Assignment: Copy each line below containing "AuthzHandler".

Records provided:
[Start of Attachment]

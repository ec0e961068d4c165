//! Gateway server

use std::net::SocketAddr;
use std::sync::Arc;
use std::time::Duration;

use axum_server::Handle;
use axum_server::tls_rustls::{RustlsAcceptor, RustlsConfig};
use tokio::signal;
use tracing::{info, warn};

use super::handler::AuthzHandler;
use super::router::create_router;
use crate::config::GatewayConfig;
use crate::mtls::{PeerCertAcceptor, build_server_config};
use crate::{Error, Result};

/// Grace period for in-flight requests after a shutdown signal.
const SHUTDOWN_GRACE: Duration = Duration::from_secs(10);

/// mTLS authorization gateway
pub struct Gateway {
    config: GatewayConfig,
    handler: Arc<AuthzHandler>,
}

impl Gateway {
    /// Create a new gateway. Fails before binding if the policy client
    /// cannot be built.
    pub fn new(config: GatewayConfig) -> Result<Self> {
        let handler = Arc::new(AuthzHandler::from_config(&config)?);
        Ok(Self { config, handler })
    }

    /// Run the gateway until Ctrl-C or SIGTERM.
    pub async fn run(self) -> Result<()> {
        let addr = self.config.socket_addr()?;

        // Trust material is read once; any failure is fatal at startup
        let tls = build_server_config(&self.config)?;
        let acceptor = PeerCertAcceptor::new(RustlsAcceptor::new(RustlsConfig::from_config(
            Arc::new(tls),
        )));

        let app = create_router(Arc::clone(&self.handler));

        info!("============================================================");
        info!("AUTHZ GATEWAY v{}", env!("CARGO_PKG_VERSION"));
        info!("============================================================");
        info!(addr = %addr, "Listening (mTLS, TLS 1.3, client certificate required)");
        info!(opa_url = %self.config.opa_url, timeout = ?self.config.opa_timeout, "Policy evaluator");
        info!(path = %self.config.audit_path.display(), "Audit log");
        match &self.config.identity_expect {
            Some(expected) => info!(expected = %expected, "Expected caller identity enforced"),
            None => warn!("IDENTITY_EXPECT not set - any identity approved by policy is allowed"),
        }
        if let Some(crl) = &self.config.crl_path {
            info!(path = %crl, "Certificate revocation list loaded");
        }
        info!("============================================================");

        let handle: Handle<SocketAddr> = Handle::new();
        tokio::spawn(shutdown_signal(handle.clone()));

        axum_server::bind(addr)
            .acceptor(acceptor)
            .handle(handle)
            .serve(app.into_make_service())
            .await
            .map_err(|e| Error::Internal(e.to_string()))?;

        Ok(())
    }
}

/// Shutdown signal handler
async fn shutdown_signal(handle: Handle<SocketAddr>) {
    let ctrl_c = async {
        if let Err(e) = signal::ctrl_c().await {
            warn!(error = %e, "Failed to install Ctrl+C handler");
            std::future::pending::<()>().await;
        }
    };

    #[cfg(unix)]
    let terminate = async {
        match signal::unix::signal(signal::unix::SignalKind::terminate()) {
            Ok(mut sig) => {
                sig.recv().await;
            }
            Err(e) => {
                warn!(error = %e, "Failed to install SIGTERM handler");
                std::future::pending::<()>().await;
            }
        }
    };

    #[cfg(not(unix))]
    let terminate = std::future::pending::<()>();

    tokio::select! {
        () = ctrl_c => {},
        () = terminate => {},
    }

    info!("Shutdown signal received");
    handle.graceful_shutdown(Some(SHUTDOWN_GRACE));
}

[End of Attachment]

Answer to the problem:
use super::handler::AuthzHandler;
    handler: Arc<AuthzHandler>,
        let handler = Arc::new(AuthzHandler::from_config(&config)?);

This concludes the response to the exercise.